Il mondo è oggi preoccupato pericolosi eventi globali. In particolare, attende con ansia una risoluzione della situazione in Ucraina, con la Nato guidata dagli Usa, temendo che il presidente russo Vladimir Putin dia il via libera all'invasione delle sue forze militari. Il mondo attende anche i risultati dei negoziati sul ritorno di USA e Iran all'accordo sul nucleare del Joint Comprehensive Plan of Action. Mentre questi colloqui sono in corso, l'Iran sta minacciando la sicurezza della regione del Golfo attraverso la sua milizia Houthi.

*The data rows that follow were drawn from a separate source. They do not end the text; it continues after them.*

impl Gitter for LibraryGit {
    fn clone_repo(&self, repo: &Repo) -> Result<(), GitError> {
        if let Some(filter) = &self.opts.git_filter {
            colorlog::print_info(format!(
                "Warning: git filter '{filter}' is not supported by the library backend, ignoring"
            ));
        }

        if self.opts.mirror {
            return self.clone_mirror(repo);
        }

        let mut builder = RepoBuilder::new();
        builder.fetch_options(self.fetch_options(repo));
        let host_path: &Path = &repo.host_path;
        let cloned = builder.clone(&repo.clone_url, host_path)?;

        if self.opts.include_submodules {
            for mut submodule in cloned.submodules()? {
                submodule.update(true, None)?;
            }
        }
        Ok(())
    }

    fn checkout(&self, repo: &Repo) -> Result<(), GitError> {
        let git_repo = self.open(repo)?;
        self.checkout_branch(&git_repo, &repo.clone_branch)
    }

    fn clean(&self, repo: &Repo) -> Result<(), GitError> {
        let git_repo = self.open(repo)?;
        let mut options = StatusOptions::new();
        options
            .include_untracked(true)
            .recurse_untracked_dirs(true)
            .include_ignored(false);
        let statuses = git_repo.statuses(Some(&mut options))?;

        let workdir = git_repo
            .workdir()
            .ok_or_else(|| GitError::InvalidState("repository has no working tree".to_string()))?
            .to_path_buf();

        for entry in statuses.iter() {
            if entry.status().is_wt_new() {
                if let Some(rel) = entry.path() {
                    let absolute = workdir.join(rel);
                    if absolute.is_dir() {
                        std::fs::remove_dir_all(&absolute)?;
                    } else if absolute.exists() {
                        std::fs::remove_file(&absolute)?;
                    }
                }
            }
        }
        Ok(())
    }

    fn pull(&self, repo: &Repo) -> Result<(), GitError> {
        self.fetch_clone_branch(repo)?;
        self.merge_fast_forward(repo)?;

        if self.opts.include_submodules {
            let git_repo = self.open(repo)?;
            for mut submodule in git_repo.submodules()? {
                submodule.update(true, None)?;
            }
        }
        Ok(())
    }

    fn fetch_all(&self, repo: &Repo) -> Result<(), GitError> {
        let git_repo = self.open(repo)?;
        let mut remote = git_repo.find_remote("origin")?;
        let mut fetch = self.fetch_options(repo);
        remote.fetch(
            &["+refs/heads/*:refs/remotes/origin/*"],
            Some(&mut fetch),
            None,
        )?;
        Ok(())
    }

    fn fetch_clone_branch(&self, repo: &Repo) -> Result<(), GitError> {
        let git_repo = self.open(repo)?;
        let mut remote = git_repo.find_remote("origin")?;
        let refspec = format!(
            "+refs/heads/{branch}:refs/remotes/origin/{branch}",
            branch = repo.clone_branch
        );
        let mut fetch = self.fetch_options(repo);
        remote.fetch(&[refspec.as_str()], Some(&mut fetch), None)?;
        Ok(())
    }

    fn update_remote(&self, repo: &Repo) -> Result<(), GitError> {
        let git_repo = self.open(repo)?;
        let names = git_repo.remotes()?;
        for name in names.iter().flatten() {
            let mut remote = git_repo.find_remote(name)?;
            let mut fetch = self.fetch_options(repo);
            // An empty refspec list fetches the remote's configured
            // refspecs, which for a mirror is the all-refs spec.
            remote.fetch(&[] as &[&str], Some(&mut fetch), None)?;
        }
        Ok(())
    }

    fn reset_to_origin(&self, repo: &Repo) -> Result<(), GitError> {
        let git_repo = self.open(repo)?;
        let oid = git_repo.refname_to_id(&format!(
            "refs/remotes/origin/{}",
            repo.clone_branch
        ))?;
        let object = git_repo.find_object(oid, None)?;
        git_repo.reset(&object, ResetType::Hard, None)?;
        Ok(())
    }

    fn set_origin(&self, repo: &Repo) -> Result<(), GitError> {
        let git_repo = self.open(repo)?;
        if git_repo.find_remote("origin").is_ok() {
            git_repo.remote_set_url("origin", &repo.url)?;
        } else {
            git_repo.remote("origin", &repo.url)?;
        }
        Ok(())
    }

    fn set_origin_with_credentials(&self, repo: &Repo) -> Result<(), GitError> {
        let git_repo = self.open(repo)?;
        if git_repo.find_remote("origin").is_ok() {
            git_repo.remote_set_url("origin", &repo.clone_url)?;
        } else {
            git_repo.remote("origin", &repo.clone_url)?;
        }
        Ok(())
    }

    fn branch_list(&self, repo: &Repo) -> Result<String, GitError> {
        let git_repo = self.open(repo)?;
        let head_branch = git_repo
            .head()
            .ok()
            .and_then(|h| h.shorthand().map(|s| s.to_string()));

        let mut lines = Vec::new();
        for branch in git_repo.branches(Some(BranchType::Local))? {
            let (branch, _) = branch?;
            if let Some(name) = branch.name()? {
                if head_branch.as_deref() == Some(name) {
                    lines.push(format!("* {name}"));
                } else {
                    lines.push(format!("  {name}"));
                }
            }
        }
        Ok(lines.join("\n"))
    }

    fn short_status(&self, repo: &Repo) -> Result<String, GitError> {
        let git_repo = self.open(repo)?;
        self.statuses_string(&git_repo)
    }

    fn repo_commit_count(&self, repo: &Repo) -> Result<u64, GitError> {
        let git_repo = self.open(repo)?;
        let oid = git_repo.refname_to_id(&format!("refs/heads/{}", repo.clone_branch))?;
        let mut walk = git_repo.revwalk()?;
        walk.push(oid)?;
        Ok(walk.count() as u64)
    }

    fn has_remote_heads(&self, repo: &Repo) -> Result<bool, GitError> {
        let git_repo = self.open(repo)?;
        let mut remote = git_repo.find_remote("origin")?;
        let connection = remote.connect_auth(
            Direction::Fetch,
            Some(remote_callbacks(repo.clone_url.clone())),
            None,
        )?;
        let has_heads = connection
            .list()?
            .iter()
            .any(|head| head.name().starts_with("refs/heads/"));
        Ok(has_heads)
    }

    fn get_remote_url(&self, repo: &Repo, remote: &str) -> Result<String, GitError> {
        let git_repo = self.open(repo)?;
        let remote = git_repo.find_remote(remote)?;
        remote
            .url()
            .map(|u| u.to_string())
            .ok_or_else(|| GitError::Other("remote has no URL".to_string()))
    }

    fn get_remote_default_branch(&self, repo: &Repo) -> Result<String, GitError> {
        let git_repo = self.open(repo)?;

        // Symbolic ref first: fast and offline.
        if let Ok(reference) = git_repo.find_reference("refs/remotes/origin/HEAD") {
            if let Some(target) = reference.symbolic_target() {
                if let Some(branch) = target.rsplit('/').next() {
                    if !branch.is_empty() {
                        return Ok(branch.to_string());
                    }
                }
            }
        }

        let mut remote = git_repo.find_remote("origin")?;
        let connection = remote.connect_auth(
            Direction::Fetch,
            Some(remote_callbacks(repo.clone_url.clone())),
            None,
        )?;
        let default = connection.default_branch()?;
        let refname = default
            .as_str()
            .ok_or_else(|| GitError::Other("default branch name is not utf-8".to_string()))?;
        refname
            .strip_prefix("refs/heads/")
            .map(|b| b.to_string())
            .ok_or_else(|| {
                GitError::Other(format!("unexpected default branch ref '{refname}'"))
            })
    }

    fn get_current_branch(&self, repo: &Repo) -> Result<String, GitError> {
        let git_repo = self.open(repo)?;
        let head = git_repo.head()?;
        if head.is_branch() {
            return Ok(head.shorthand().unwrap_or_default().to_string());
        }
        // Detached HEAD reports the abbreviated commit, like rev-parse does.
        let oid = head
            .target()
            .ok_or_else(|| GitError::InvalidState("HEAD has no target".to_string()))?;
        Ok(oid.to_string()[..7].to_string())
    }

    fn get_ref_hash(&self, repo: &Repo, refname: &str) -> Result<String, GitError> {
        let git_repo = self.open(repo)?;
        let oid = git_repo.refname_to_id(refname)?;
        Ok(oid.to_string())
    }

    fn has_local_changes(&self, repo: &Repo) -> Result<bool, GitError> {
        Ok(!self.short_status(repo)?.is_empty())
    }

    fn has_unpushed_commits(&self, repo: &Repo) -> Result<bool, GitError> {
        let git_repo = self.open(repo)?;
        let head = git_repo.head()?;
        if !head.is_branch() {
            return Ok(false);
        }
        let branch_name = head.shorthand().unwrap_or_default().to_string();
        let branch = git_repo.find_branch(&branch_name, BranchType::Local)?;
        let upstream = match branch.upstream() {
            Ok(upstream) => upstream,
            // No tracking ref configured means nothing to be ahead of.
            Err(_) => return Ok(false),
        };

        let local_oid = head
            .target()
            .ok_or_else(|| GitError::InvalidState("HEAD has no target".to_string()))?;
        let upstream_oid = upstream
            .get()
            .target()
            .ok_or_else(|| GitError::InvalidState("upstream has no target".to_string()))?;
        let (ahead, _behind) = git_repo.graph_ahead_behind(local_oid, upstream_oid)?;
        Ok(ahead > 0)
    }

    fn has_commits_not_on_default_branch(
        &self,
        repo: &Repo,
        current_branch: &str,
    ) -> Result<bool, GitError> {
        let git_repo = self.open(repo)?;
        let current = git_repo.refname_to_id(&format!("refs/heads/{current_branch}"))?;
        let default = git_repo.refname_to_id(&format!("refs/heads/{}", repo.clone_branch))?;
        if current == default {
            return Ok(false);
        }
        let (ahead, _) = git_repo.graph_ahead_behind(current, default)?;
        Ok(ahead > 0)
    }

    fn is_default_branch_behind_head(
        &self,
        repo: &Repo,
        current_branch: &str,
    ) -> Result<bool, GitError> {
        let git_repo = self.open(repo)?;
        let default = git_repo.refname_to_id(&format!("refs/heads/{}", repo.clone_branch))?;
        let current = git_repo.refname_to_id(&format!("refs/heads/{current_branch}"))?;
        if default == current {
            return Ok(false);
        }
        Ok(git_repo.graph_descendant_of(current, default)?)
    }

    fn merge_fast_forward(&self, repo: &Repo) -> Result<(), GitError> {
        let git_repo = self.open(repo)?;
        let target = format!("refs/remotes/origin/{}", repo.clone_branch);
        self.fast_forward_to(&git_repo, &target)
    }

    fn merge_into_default_branch(
        &self,
        repo: &Repo,
        current_branch: &str,
    ) -> Result<(), GitError> {
        let git_repo = self.open(repo)?;
        self.checkout_branch(&git_repo, &repo.clone_branch)?;
        let source = format!("refs/heads/{current_branch}");
        self.fast_forward_to(&git_repo, &source)
    }

    fn update_ref(&self, repo: &Repo, refname: &str, commit_ref: &str) -> Result<(), GitError> {
        let git_repo = self.open(repo)?;
        let oid = git_repo.refname_to_id(commit_ref)?;
        git_repo.reference(refname, oid, true, &format!("update {refname}"))?;
        Ok(())
    }
}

Nel frattempo, nel mezzo della crescente inflazione in cui versano i paesi di tutto il mondo, della competizione USA-Cina, della sicurezza e dell'instabilità politica in molti paesi, soprattutto in Medio Oriente e Nord Africa, le operazioni terroristiche e l'aumento dell'estremismo islamico, l'Iraq è in gran parte ignorato nonostante le crisi politiche e di sicurezza che sta affrontando. È come se il paese devastato dalla guerra fosse diventato una storia del passato, con eventi che raramente arrivano ai notiziari globali.

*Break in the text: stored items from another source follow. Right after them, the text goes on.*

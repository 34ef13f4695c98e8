//! Command drivers. Each submodule owns one subcommand's flags and its
//! thin wiring into the engine or its wrapper behaviour.

pub mod clone;
pub mod ls;
pub mod reclone;
pub mod reclone_cron;
pub mod reclone_server;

L'Iraq sta attraversando diverse crisi costituzionali, politiche e di sicurezza, mentre la maggior parte delle sue province, compresa Baghdad, sono sotto il controllo di milizie allineate con il Corpo delle Guardie Rivoluzionarie Islamiche dell'Iran. Non hanno esitato a prendere di mira il primo ministro Mustafa Al-Kadhimi con un drone carico di esplosivo, apparentemente senza timore della legge o di qualsiasi altro tipo di punizione.
Questi leader della milizia, che credono di possedere tutti gli aspetti dello stato iracheno, continuano anche a minacciare pubblicamente la sicurezza di altri paesi arabi, sapendo che la comunità internazionale non agirà e che l'amministrazione del presidente degli Stati Uniti Joe Biden non alzerà un dito per scoraggiare queste minacce bellicose.

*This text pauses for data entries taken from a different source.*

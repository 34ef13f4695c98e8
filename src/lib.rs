//! # gitfleet
//!
//! `gitfleet` bulk-clones every repository visible to an identity on a
//! source-code host (GitHub, GitLab, Gitea, Bitbucket, or Sourcehut) into a
//! local directory tree and keeps that tree faithful to the remote across
//! repeated runs.
//!
//! ## Core pieces
//!
//! - **SCM clients** enumerate remote repositories with paged, concurrent
//!   API fetches and normalise them into a common record.
//! - **Filters** cut the set down by prefix, regex, topics, archive/fork
//!   status, and operator-maintained include/exclude files.
//! - **The path planner** assigns collision-free local destinations.
//! - **A bounded worker pool** fans the per-repo processor out across the
//!   set, cloning, pulling, mirroring, or syncing as each clone requires.
//! - **The pruner** reconciles the local tree against the remote set.
//! - **The stats recorder** appends one durable row per run.

pub mod colorlog;
pub mod commands;
pub mod config;
pub mod engine;
pub mod git;
pub mod scm;
pub mod utils;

Alla fine di gennaio, la milizia irachena delle Brigate Hezbollah ha lanciato una campagna per raccogliere fondi per il gruppo terroristico Houthi nello Yemen per l'acquisto di droni in modo che potesse continuare a prendere di mira l'Arabia Saudita e gli Emirati Arabi Uniti. Secondo il Washington Institute, la campagna è stata lanciata da un'organizzazione controllata dalle Brigate Hezbollah nota come Sharia Youth Gathering. In un videoclip fatto circolare sugli account dei social media iracheni, il portavoce del gruppo Amir Al-Musawi ha annunciato che l'iniziativa di base, promossa usando lo slogan "i tuoi soldi si trasformeranno in droni", mira a punire le famiglie regnanti a Riyadh e Abu Dhabi. "Dopo una serie di continui assalti da parte di coloro che hanno realizzato il sogno sionista contro il popolo yemenita oppresso e vittorioso, gli onorevoli figli dell'Iraq hanno dovuto sostenere i loro fratelli yemeniti", ha detto Al-Musawi.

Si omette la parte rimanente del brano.